Hide Forgot
Description of problem: Seen in a 4.5.5 cluster: [FIRING:6] MCDDrainError machine-config-daemon (metrics 10.0.171.29:9001 openshift-machine-config-operator machine-config-daemon-nnq9x openshift-monitoring/k8s machine-config-daemon critical) Drain failed on , updates may be blocked. For more details: oc logs -f -n openshift-machine-config-operator machine-config-daemon-<hash> -c machine-config-daemon Version-Release number of selected component (if applicable): 4.5.5 How reproducible: Unknown.
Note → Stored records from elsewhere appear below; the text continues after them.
use msgchan_frame::FrameError;
use msgchan_transport::TransportError;

/// Errors that can occur in channel operations.
#[derive(Debug, thiserror::Error)]
pub enum ChannelError {
    /// Transport-level error.
    #[error("transport error: {0}")]
    Transport(#[from] TransportError),

    /// Frame-level error (framing violation, send contract, I/O).
    #[error("frame error: {0}")]
    Frame(#[from] FrameError),

    /// The channel was closed, explicitly or after a fatal error.
    #[error("channel is closed")]
    Closed,

    /// The peer closed the stream.
    #[error("peer disconnected")]
    Disconnected,

    /// The job queue reached its configured bound.
    #[error("job queue full ({capacity} pending)")]
    QueueFull { capacity: usize },

    /// A processor reported a failure while handling a job.
    #[error("processor failed: {0}")]
    Processor(String),

    /// No reply arrived in time.
    #[error("no reply after {0:?}")]
    Timeout(std::time::Duration),
}

impl ChannelError {
    /// Wrap a processor-side failure.
    pub fn processor(reason: impl std::fmt::Display) -> Self {
        Self::Processor(reason.to_string())
    }

    /// True for wire-grammar violations from the peer.
    pub fn is_framing(&self) -> bool {
        matches!(self, Self::Frame(err) if err.is_framing())
    }

    /// True for send-side contract violations (nothing was written).
    pub fn is_contract(&self) -> bool {
        matches!(self, Self::Frame(FrameError::Contract { .. }))
    }
}

impl From<std::io::Error> for ChannelError {
    fn from(err: std::io::Error) -> Self {
        Self::Frame(FrameError::Io(err))
    }
}

pub type Result<T> = std::result::Result<T, ChannelError>;
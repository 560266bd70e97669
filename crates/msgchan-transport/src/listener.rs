use std::net::TcpListener;
#[cfg(unix)]
use std::os::unix::fs::{FileTypeExt, MetadataExt, PermissionsExt};
#[cfg(unix)]
use std::os::unix::net::UnixListener;
use std::path::Path;

use tracing::{debug, info};

use crate::endpoint::Endpoint;
use crate::error::{Result, TransportError};
use crate::traits::IpcStream;

/// Accepting side of a socket transport.
///
/// Unix sockets get stale-socket cleanup on bind, a restrictive file mode,
/// and removal of the socket file on drop (only if it is still the file we
/// created).
pub struct SocketListener {
    inner: ListenerInner,
    endpoint: Endpoint,
}

enum ListenerInner {
    #[cfg(unix)]
    Unix {
        listener: UnixListener,
        created_inode: (u64, u64),
    },
    Tcp(TcpListener),
}

impl SocketListener {
    /// Default permission mode for created socket paths.
    pub const DEFAULT_SOCKET_MODE: u32 = 0o600;
    /// `sockaddr_un.sun_path` is 108 bytes on Linux, 104 elsewhere.
    #[cfg(target_os = "linux")]
    const MAX_PATH_LEN: usize = 108;
    #[cfg(not(target_os = "linux"))]
    const MAX_PATH_LEN: usize = 104;

    /// Bind and listen on an endpoint.
    pub fn bind(endpoint: &Endpoint) -> Result<Self> {
        match endpoint {
            #[cfg(unix)]
            Endpoint::Unix(path) => Self::bind_unix(path, Self::DEFAULT_SOCKET_MODE),
            #[cfg(not(unix))]
            Endpoint::Unix(_) => Err(TransportError::Unsupported(endpoint.to_string())),
            Endpoint::Tcp(addr) => {
                let listener =
                    TcpListener::bind(addr.as_str()).map_err(|source| TransportError::Bind {
                        endpoint: endpoint.to_string(),
                        source,
                    })?;
                // Report the real port when bound to port 0.
                let bound = match listener.local_addr() {
                    Ok(local) => Endpoint::Tcp(local.to_string()),
                    Err(_) => endpoint.clone(),
                };
                info!(endpoint = %bound, "listening on tcp socket");
                Ok(Self {
                    inner: ListenerInner::Tcp(listener),
                    endpoint: bound,
                })
            }
        }
    }

    /// Bind a Unix domain socket at `path` with an explicit file mode.
    ///
    /// An existing socket file at `path` is treated as stale and removed; any
    /// other kind of file is left alone and the bind fails.
    #[cfg(unix)]
    pub fn bind_unix(path: impl AsRef<Path>, mode: u32) -> Result<Self> {
        let path = path.as_ref().to_path_buf();
        let endpoint = Endpoint::Unix(path.clone());
        let bind_err = |source: std::io::Error| TransportError::Bind {
            endpoint: endpoint.to_string(),
            source,
        };

        let len = path.as_os_str().len();
        if len >= Self::MAX_PATH_LEN {
            return Err(TransportError::PathTooLong {
                path,
                len,
                max: Self::MAX_PATH_LEN,
            });
        }

        if let Ok(metadata) = std::fs::symlink_metadata(&path) {
            if !metadata.file_type().is_socket() {
                return Err(bind_err(std::io::Error::new(
                    std::io::ErrorKind::AlreadyExists,
                    "existing path is not a unix socket",
                )));
            }
            debug!(?path, "removing stale socket");
            std::fs::remove_file(&path).map_err(bind_err)?;
        }

        let listener = UnixListener::bind(&path).map_err(bind_err)?;
        std::fs::set_permissions(&path, std::fs::Permissions::from_mode(mode))
            .map_err(bind_err)?;
        let created = std::fs::symlink_metadata(&path).map_err(bind_err)?;

        info!(?path, "listening on unix domain socket");

        Ok(Self {
            inner: ListenerInner::Unix {
                listener,
                created_inode: (created.dev(), created.ino()),
            },
            endpoint,
        })
    }

    /// Accept an incoming connection (blocking).
    pub fn accept(&self) -> Result<IpcStream> {
        let stream = match &self.inner {
            #[cfg(unix)]
            ListenerInner::Unix { listener, .. } => {
                let (stream, _addr) = listener.accept().map_err(TransportError::Accept)?;
                IpcStream::from_unix(stream)
            }
            ListenerInner::Tcp(listener) => {
                let (stream, addr) = listener.accept().map_err(TransportError::Accept)?;
                stream.set_nodelay(true)?;
                debug!(%addr, "accepted tcp peer");
                IpcStream::from_tcp(stream)
            }
        };
        debug!(endpoint = %self.endpoint, "accepted connection");
        Ok(stream)
    }

    /// The endpoint this listener is bound to.
    pub fn local_endpoint(&self) -> &Endpoint {
        &self.endpoint
    }
}

impl Drop for SocketListener {
    fn drop(&mut self) {
        #[cfg(unix)]
        if let (ListenerInner::Unix { created_inode, .. }, Endpoint::Unix(path)) =
            (&self.inner, &self.endpoint)
        {
            let Ok(metadata) = std::fs::symlink_metadata(path) else {
                return;
            };
            if metadata.file_type().is_socket() && (metadata.dev(), metadata.ino()) == *created_inode
            {
                debug!(?path, "cleaning up socket file");
                let _ = std::fs::remove_file(path);
            } else {
                debug!(?path, "socket path identity changed; skipping cleanup");
            }
        }
    }
}
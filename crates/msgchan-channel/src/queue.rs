use std::collections::VecDeque;

use msgchan_frame::{Message, ERROR, RESULT};

use crate::error::{ChannelError, Result};

/// FIFO of decoded messages awaiting dispatch.
///
/// Purely a buffer: pushing never triggers processing.
#[derive(Debug, Default)]
pub struct JobQueue {
    jobs: VecDeque<Message>,
    capacity: Option<usize>,
}

impl JobQueue {
    /// Unbounded queue.
    pub fn new() -> Self {
        Self::default()
    }

    /// Queue refusing pushes beyond `capacity` pending jobs.
    pub fn bounded(capacity: usize) -> Self {
        Self {
            jobs: VecDeque::new(),
            capacity: Some(capacity),
        }
    }

    /// Append a job.
    pub fn push(&mut self, message: Message) -> Result<()> {
        if let Some(capacity) = self.capacity {
            if self.jobs.len() >= capacity {
                return Err(ChannelError::QueueFull { capacity });
            }
        }
        self.jobs.push_back(message);
        Ok(())
    }

    /// Remove and return the oldest job.
    pub fn pop(&mut self) -> Option<Message> {
        self.jobs.pop_front()
    }

    pub fn has_pending(&self) -> bool {
        !self.jobs.is_empty()
    }

    pub fn len(&self) -> usize {
        self.jobs.len()
    }

    pub fn is_empty(&self) -> bool {
        self.jobs.is_empty()
    }

    pub fn capacity(&self) -> Option<usize> {
        self.capacity
    }

    /// Oldest job, without removing it.
    pub fn peek(&self) -> Option<&Message> {
        self.jobs.front()
    }

    pub fn iter(&self) -> impl Iterator<Item = &Message> {
        self.jobs.iter()
    }

    /// Remove every job, oldest first.
    pub fn drain(&mut self) -> impl Iterator<Item = Message> + '_ {
        self.jobs.drain(..)
    }

    /// Remove the first `OK`/`ERR` reply carrying `serial`, leaving every
    /// other job in place.
    pub fn take_reply(&mut self, serial: u64) -> Option<Message> {
        let index = self.jobs.iter().position(|job| {
            job.serial() == serial && matches!(job.category(), RESULT | ERROR)
        })?;
        self.jobs.remove(index)
    }
}
//! In-process byte streams.
//!
//! A [`MemoryStream`] behaves like a non-blocking socket: reading an empty but
//! still-open stream fails with `WouldBlock`, and once the writing side is
//! closed a drained stream reads as end-of-stream (`Ok(0)`).

use std::collections::VecDeque;
use std::io::{ErrorKind, Read, Write};
use std::sync::{Arc, Mutex, MutexGuard};

use crate::traits::Transport;

#[derive(Debug, Default)]
struct Pipe {
    data: VecDeque<u8>,
    writer_closed: bool,
}

/// An in-memory transport.
///
/// [`MemoryStream::loopback`] reads back whatever it writes;
/// [`MemoryStream::pair`] returns two connected ends.
#[derive(Debug, Clone)]
pub struct MemoryStream {
    rx: Arc<Mutex<Pipe>>,
    tx: Arc<Mutex<Pipe>>,
    closed: bool,
    max_read: Option<usize>,
}

impl MemoryStream {
    /// A stream whose writes become its own readable input.
    pub fn loopback() -> Self {
        let pipe = Arc::new(Mutex::new(Pipe::default()));
        Self {
            rx: Arc::clone(&pipe),
            tx: pipe,
            closed: false,
            max_read: None,
        }
    }

    /// Two connected ends: bytes written to one are read from the other.
    pub fn pair() -> (Self, Self) {
        let a = Arc::new(Mutex::new(Pipe::default()));
        let b = Arc::new(Mutex::new(Pipe::default()));
        let left = Self {
            rx: Arc::clone(&a),
            tx: Arc::clone(&b),
            closed: false,
            max_read: None,
        };
        let right = Self {
            rx: b,
            tx: a,
            closed: false,
            max_read: None,
        };
        (left, right)
    }

    /// Cap every read at `limit` bytes, to exercise partial deliveries.
    pub fn with_max_read(mut self, limit: usize) -> Self {
        self.max_read = Some(limit.max(1));
        self
    }

    /// Number of bytes waiting to be read on this end.
    pub fn available(&self) -> usize {
        lock(&self.rx).data.len()
    }

    /// Whether [`Transport::close`] has been called on this end.
    pub fn is_closed(&self) -> bool {
        self.closed
    }

    /// Take every byte currently readable on this end without consuming it
    /// through `Read`.
    pub fn take_pending(&self) -> Vec<u8> {
        lock(&self.rx).data.drain(..).collect()
    }

    /// Inject raw bytes as if the peer had written them.
    pub fn inject(&self, bytes: &[u8]) {
        lock(&self.rx).data.extend(bytes.iter().copied());
    }
}

fn lock(pipe: &Arc<Mutex<Pipe>>) -> MutexGuard<'_, Pipe> {
    // A poisoned pipe still holds consistent bytes; keep going.
    pipe.lock().unwrap_or_else(|poisoned| poisoned.into_inner())
}

impl Read for MemoryStream {
    fn read(&mut self, buf: &mut [u8]) -> std::io::Result<usize> {
        if self.closed {
            return Err(std::io::Error::new(
                ErrorKind::NotConnected,
                "memory stream closed",
            ));
        }
        let mut pipe = lock(&self.rx);
        if pipe.data.is_empty() {
            if pipe.writer_closed || buf.is_empty() {
                return Ok(0);
            }
            return Err(std::io::Error::from(ErrorKind::WouldBlock));
        }
        let limit = self.max_read.unwrap_or(usize::MAX);
        let n = buf.len().min(pipe.data.len()).min(limit);
        for (slot, byte) in buf.iter_mut().zip(pipe.data.drain(..n)) {
            *slot = byte;
        }
        Ok(n)
    }
}

impl Write for MemoryStream {
    fn write(&mut self, buf: &[u8]) -> std::io::Result<usize> {
        if self.closed {
            return Err(std::io::Error::new(
                ErrorKind::BrokenPipe,
                "memory stream closed",
            ));
        }
        lock(&self.tx).data.extend(buf.iter().copied());
        Ok(buf.len())
    }

    fn flush(&mut self) -> std::io::Result<()> {
        Ok(())
    }
}

impl Transport for MemoryStream {
    fn close(&mut self) -> std::io::Result<()> {
        if !self.closed {
            self.closed = true;
            lock(&self.tx).writer_closed = true;
        }
        Ok(())
    }
}
use crate::error::{FrameError, Result};

/// Issues outbound correlation numbers.
///
/// The first call to [`next`](Self::next) returns 1. Numbers are strictly
/// increasing; when the counter reaches `u64::MAX` allocation fails instead
/// of wrapping.
#[derive(Debug, Default, Clone)]
pub struct SerialAllocator {
    last: u64,
}

impl SerialAllocator {
    pub fn new() -> Self {
        Self::default()
    }

    /// Start counting after `last` (the next serial issued is `last + 1`).
    pub fn starting_after(last: u64) -> Self {
        Self { last }
    }

    /// Allocate the next serial number.
    #[allow(clippy::should_implement_trait)]
    pub fn next(&mut self) -> Result<u64> {
        let next = self.last.checked_add(1).ok_or(FrameError::SerialExhausted)?;
        self.last = next;
        Ok(next)
    }

    /// The serial [`next`](Self::next) would return, without consuming it.
    pub fn peek(&self) -> Result<u64> {
        self.last.checked_add(1).ok_or(FrameError::SerialExhausted)
    }

    /// Most recently issued serial, 0 before the first allocation.
    pub fn last(&self) -> u64 {
        self.last
    }
}
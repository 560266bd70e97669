/// Errors that can occur while encoding or decoding frames.
#[derive(Debug, thiserror::Error)]
pub enum FrameError {
    /// The byte stream does not follow the `@len:CAT:NUM:MSG` grammar.
    #[error("bad message: {reason}")]
    Malformed { reason: &'static str },

    /// A frame header announces a body larger than the configured maximum.
    #[error("frame too large ({size} bytes, max {max})")]
    FrameTooLarge { size: usize, max: usize },

    /// Outbound arguments violate the send contract; nothing was written.
    #[error("invalid message: {reason}")]
    Contract { reason: String },

    /// The serial counter cannot issue another number.
    #[error("serial numbers exhausted")]
    SerialExhausted,

    /// An I/O error occurred while reading or writing frames.
    #[error("frame I/O error: {0}")]
    Io(#[from] std::io::Error),

    /// The stream ended (or stopped accepting bytes) mid-frame.
    #[error("connection closed (incomplete frame)")]
    ConnectionClosed,
}

impl FrameError {
    pub(crate) fn malformed(reason: &'static str) -> Self {
        Self::Malformed { reason }
    }

    pub(crate) fn contract(reason: impl Into<String>) -> Self {
        Self::Contract {
            reason: reason.into(),
        }
    }

    /// True for violations of the wire grammar, which desynchronize the stream.
    pub fn is_framing(&self) -> bool {
        matches!(self, Self::Malformed { .. } | Self::FrameTooLarge { .. })
    }
}

pub type Result<T> = std::result::Result<T, FrameError>;
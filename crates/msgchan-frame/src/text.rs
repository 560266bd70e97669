use std::fmt;
use std::str::FromStr;

use crate::error::{FrameError, Result};

/// Text encoding assumed for message bodies.
///
/// `Binary` is accepted as a configuration value but has no text mapping:
/// encoding any body with it is a contract error and decoding a non-empty
/// body with it is a framing error.
#[derive(Debug, Clone, Copy, Default, PartialEq, Eq, Hash)]
pub enum TextCodec {
    #[default]
    Utf8,
    Ascii,
    Latin1,
    Binary,
}

impl TextCodec {
    /// Canonical name.
    pub fn name(self) -> &'static str {
        match self {
            Self::Utf8 => "utf-8",
            Self::Ascii => "ascii",
            Self::Latin1 => "latin-1",
            Self::Binary => "binary",
        }
    }

    /// Encode `text` into `dst`.
    pub fn encode_into(self, text: &str, dst: &mut Vec<u8>) -> Result<()> {
        match self {
            Self::Utf8 => dst.extend_from_slice(text.as_bytes()),
            Self::Ascii => {
                if !text.is_ascii() {
                    return Err(FrameError::contract("text is not representable in ascii"));
                }
                dst.extend_from_slice(text.as_bytes());
            }
            Self::Latin1 => {
                dst.reserve(text.len());
                for ch in text.chars() {
                    let code = u32::from(ch);
                    if code > 0xFF {
                        return Err(FrameError::contract(
                            "text is not representable in latin-1",
                        ));
                    }
                    dst.push(code as u8);
                }
            }
            Self::Binary => {
                return Err(FrameError::contract(
                    "binary codec has no text mapping",
                ))
            }
        }
        Ok(())
    }

    /// Decode a frame body into text.
    pub fn decode(self, bytes: &[u8]) -> Result<String> {
        match self {
            Self::Utf8 => std::str::from_utf8(bytes)
                .map(str::to_owned)
                .map_err(|_| FrameError::malformed("invalid text in body")),
            Self::Ascii => {
                if !bytes.is_ascii() {
                    return Err(FrameError::malformed("invalid text in body"));
                }
                // ASCII is a subset of UTF-8.
                Ok(String::from_utf8_lossy(bytes).into_owned())
            }
            Self::Latin1 => Ok(bytes.iter().map(|&b| char::from(b)).collect()),
            Self::Binary => Err(FrameError::malformed(
                "binary codec cannot decode a text body",
            )),
        }
    }
}

impl FromStr for TextCodec {
    type Err = FrameError;

    fn from_str(s: &str) -> Result<Self> {
        match s.trim().to_ascii_lowercase().as_str() {
            "utf-8" | "utf8" => Ok(Self::Utf8),
            "ascii" | "us-ascii" => Ok(Self::Ascii),
            "latin-1" | "latin1" | "iso-8859-1" => Ok(Self::Latin1),
            "binary" => Ok(Self::Binary),
            other => Err(FrameError::contract(format!("unknown text codec {other:?}"))),
        }
    }
}

impl fmt::Display for TextCodec {
    fn fmt(&self, f: &mut fmt::Formatter<'_>) -> fmt::Result {
        f.write_str(self.name())
    }
}
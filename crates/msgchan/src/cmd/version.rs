use crate::cmd::VersionArgs;
use crate::exit::{CliResult, SUCCESS};

pub fn run(args: VersionArgs) -> CliResult<i32> {
    if !args.extended {
        println!("msgchan {}", env!("CARGO_PKG_VERSION"));
        return Ok(SUCCESS);
    }

    println!("name: msgchan");
    println!("version: {}", env!("CARGO_PKG_VERSION"));
    println!(
        "build_target: {}",
        option_env!("MSGCHAN_BUILD_TARGET").unwrap_or("unknown")
    );
    println!("target_os: {}", std::env::consts::OS);
    println!("target_arch: {}", std::env::consts::ARCH);
    println!(
        "default_max_frame: {}",
        msgchan_frame::DEFAULT_MAX_FRAME_LEN
    );
    println!("features: async={}, cli=true", cfg!(feature = "async"));

    Ok(SUCCESS)
}
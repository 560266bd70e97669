use std::io::{ErrorKind, Write};

use bytes::BytesMut;
use tracing::trace;

use crate::codec::{encode_frame, FrameConfig};
use crate::error::{FrameError, Result};
use crate::message::Message;
use crate::text::TextCodec;

const INITIAL_BUFFER_CAPACITY: usize = 8 * 1024;

/// Writes complete frames to any `Write` stream.
///
/// The frame is fully encoded and checked before the first byte is written,
/// so a contract violation never leaves a partial frame on the wire. The
/// header and body go out as two writes followed by a flush.
#[derive(Debug)]
pub struct FrameEncoder {
    buf: BytesMut,
    config: FrameConfig,
}

impl Default for FrameEncoder {
    fn default() -> Self {
        Self::new()
    }
}

impl FrameEncoder {
    /// Create an encoder with default configuration.
    pub fn new() -> Self {
        Self::with_config(FrameConfig::default())
    }

    /// Create an encoder with explicit configuration.
    pub fn with_config(config: FrameConfig) -> Self {
        Self {
            buf: BytesMut::with_capacity(INITIAL_BUFFER_CAPACITY),
            config,
        }
    }

    /// Encode and send one frame, then flush.
    pub fn send<W: Write + ?Sized>(
        &mut self,
        out: &mut W,
        category: &str,
        serial: u64,
        payload: &str,
    ) -> Result<()> {
        self.buf.clear();
        let header = encode_frame(category, serial, payload, &self.config, &mut self.buf)?;

        write_all(out, &self.buf[..header])?;
        write_all(out, &self.buf[header..])?;
        flush(out)?;

        trace!(category, serial, size = self.buf.len() - header, "sent frame");
        Ok(())
    }

    /// Send a prebuilt [`Message`].
    pub fn send_message<W: Write + ?Sized>(&mut self, out: &mut W, message: &Message) -> Result<()> {
        self.send(
            out,
            message.category(),
            message.serial(),
            message.payload(),
        )
    }

    /// Active text codec.
    pub fn codec(&self) -> TextCodec {
        self.config.codec
    }

    /// Change the text codec for frames encoded from now on.
    pub fn set_codec(&mut self, codec: TextCodec) {
        self.config.codec = codec;
    }

    /// Update maximum body size for subsequent frames.
    pub fn set_max_frame_len(&mut self, max_frame_len: usize) {
        self.config.max_frame_len = max_frame_len;
    }

    /// Current encoder configuration.
    pub fn config(&self) -> &FrameConfig {
        &self.config
    }
}

fn write_all<W: Write + ?Sized>(out: &mut W, mut bytes: &[u8]) -> Result<()> {
    while !bytes.is_empty() {
        match out.write(bytes) {
            Ok(0) => return Err(FrameError::ConnectionClosed),
            Ok(n) => bytes = &bytes[n..],
            Err(err) if err.kind() == ErrorKind::Interrupted => continue,
            // An expired send timeout surfaces as WouldBlock; retrying would spin.
            Err(err) => return Err(FrameError::Io(err)),
        }
    }
    Ok(())
}

fn flush<W: Write + ?Sized>(out: &mut W) -> Result<()> {
    loop {
        match out.flush() {
            Ok(()) => return Ok(()),
            Err(err) if err.kind() == ErrorKind::Interrupted => continue,
            Err(err) => return Err(FrameError::Io(err)),
        }
    }
}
Steps to Reproduce: 1. Launch a 4.5.5 cluster. 2. Set a PDB on a pod that forbids eviction. 3. Push a new MachineConfig or take other action that causes the machine-config operator to try to roll the machine set. Actual results: "Drain failed on , updates may be blocked..." missing rendered node name Expected results: "Drain failed on {node-name-for-10.0.171.29}, updates may be blocked..." Additional info: The error message template has had {{ $labels.node }} since the alert was born [1]. Not clear to me why the mcd_drain metric was missing the label, or if it has the label and this is just a error-template-side thing. Unrelated MCDDrainError discussion in bug 1829999. [1]: https://github.com/openshift/machine-config-operator/blame/7f087773b6e8369806ab9b1a98fdd18ba996a8a1/install/0000_90_machine-config-operator_01_prometheus-rules.yaml#L27
Can confirm this is happening on 4.4.14 aswell. no label present in prometheus called node=nodename or similar.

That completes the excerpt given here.